(Stored data)

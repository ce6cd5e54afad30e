use serde::{Deserialize, Serialize};

/// Source of fresh identifiers for categories and todos
pub trait IdGenerator {
    fn next_id(&mut self) -> String;
}

/// Random UUID v4 ids
#[derive(Debug, Default, Clone, Copy)]
pub struct UuidIds;

impl IdGenerator for UuidIds {
    fn next_id(&mut self) -> String {
        uuid::Uuid::new_v4().to_string()
    }
}

/// Counting ids: "1", "2", ... Deterministic, for scripts and tests.
#[derive(Debug, Default, Clone)]
pub struct SequentialIds {
    next: u64,
}

impl SequentialIds {
    pub fn new() -> Self {
        SequentialIds { next: 0 }
    }
}

impl IdGenerator for SequentialIds {
    fn next_id(&mut self) -> String {
        self.next += 1;
        self.next.to_string()
    }
}

/// Which generator a session uses
#[derive(Debug, Clone, Copy, Default, PartialEq, Eq, Serialize, Deserialize)]
#[serde(rename_all = "lowercase")]
pub enum IdScheme {
    #[default]
    Uuid,
    Sequential,
}

impl IdScheme {
    pub fn generator(self) -> Box<dyn IdGenerator> {
        match self {
            IdScheme::Uuid => Box::new(UuidIds),
            IdScheme::Sequential => Box::new(SequentialIds::new()),
        }
    }
}

#[cfg(test)]
mod tests {
    use super::*;

    #[test]
    fn sequential_ids_count_up() {
        let mut ids = SequentialIds::new();
        assert_eq!(ids.next_id(), "1");
        assert_eq!(ids.next_id(), "2");
        assert_eq!(ids.next_id(), "3");
    }

    #[test]
    fn uuid_ids_are_distinct() {
        let mut ids = UuidIds;
        let a = ids.next_id();
        let b = ids.next_id();
        assert_ne!(a, b);
        assert_eq!(a.len(), 36);
    }

    #[test]
    fn scheme_builds_matching_generator() {
        let mut g = IdScheme::Sequential.generator();
        assert_eq!(g.next_id(), "1");
    }
}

=== GOAL OF THE EXERCISE ===
Write the records again exactly as they stand.

=== OUTPUT BELOW ===
repository ce6cd5e54afad30e
use serde::{Deserialize, Serialize};

/// Source of fresh identifiers for categories and todos
pub trait IdGenerator {
    fn next_id(&mut self) -> String;
}

/// Random UUID v4 ids
#[derive(Debug, Default, Clone, Copy)]
pub struct UuidIds;

impl IdGenerator for UuidIds {
    fn next_id(&mut self) -> String {
        uuid::Uuid::new_v4().to_string()
    }
}

/// Counting ids: "1", "2", ... Deterministic, for scripts and tests.
#[derive(Debug, Default, Clone)]
pub struct SequentialIds {
    next: u64,
}

impl SequentialIds {
    pub fn new() -> Self {
        SequentialIds { next: 0 }
    }
}

impl IdGenerator for SequentialIds {
    fn next_id(&mut self) -> String {
        self.next += 1;
        self.next.to_string()
    }
}

/// Which generator a session uses
#[derive(Debug, Clone, Copy, Default, PartialEq, Eq, Serialize, Deserialize)]
#[serde(rename_all = "lowercase")]
pub enum IdScheme {
    #[default]
    Uuid,
    Sequential,
}

impl IdScheme {
    pub fn generator(self) -> Box<dyn IdGenerator> {
        match self {
            IdScheme::Uuid => Box::new(UuidIds),
            IdScheme::Sequential => Box::new(SequentialIds::new()),
        }
    }
}

#[cfg(test)]
mod tests {
    use super::*;

    #[test]
    fn sequential_ids_count_up() {
        let mut ids = SequentialIds::new();
        assert_eq!(ids.next_id(), "1");
        assert_eq!(ids.next_id(), "2");
        assert_eq!(ids.next_id(), "3");
    }

    #[test]
    fn uuid_ids_are_distinct() {
        let mut ids = UuidIds;
        let a = ids.next_id();
        let b = ids.next_id();
        assert_ne!(a, b);
        assert_eq!(a.len(), 36);
    }

    #[test]
    fn scheme_builds_matching_generator() {
        let mut g = IdScheme::Sequential.generator();
        assert_eq!(g.next_id(), "1");
    }
}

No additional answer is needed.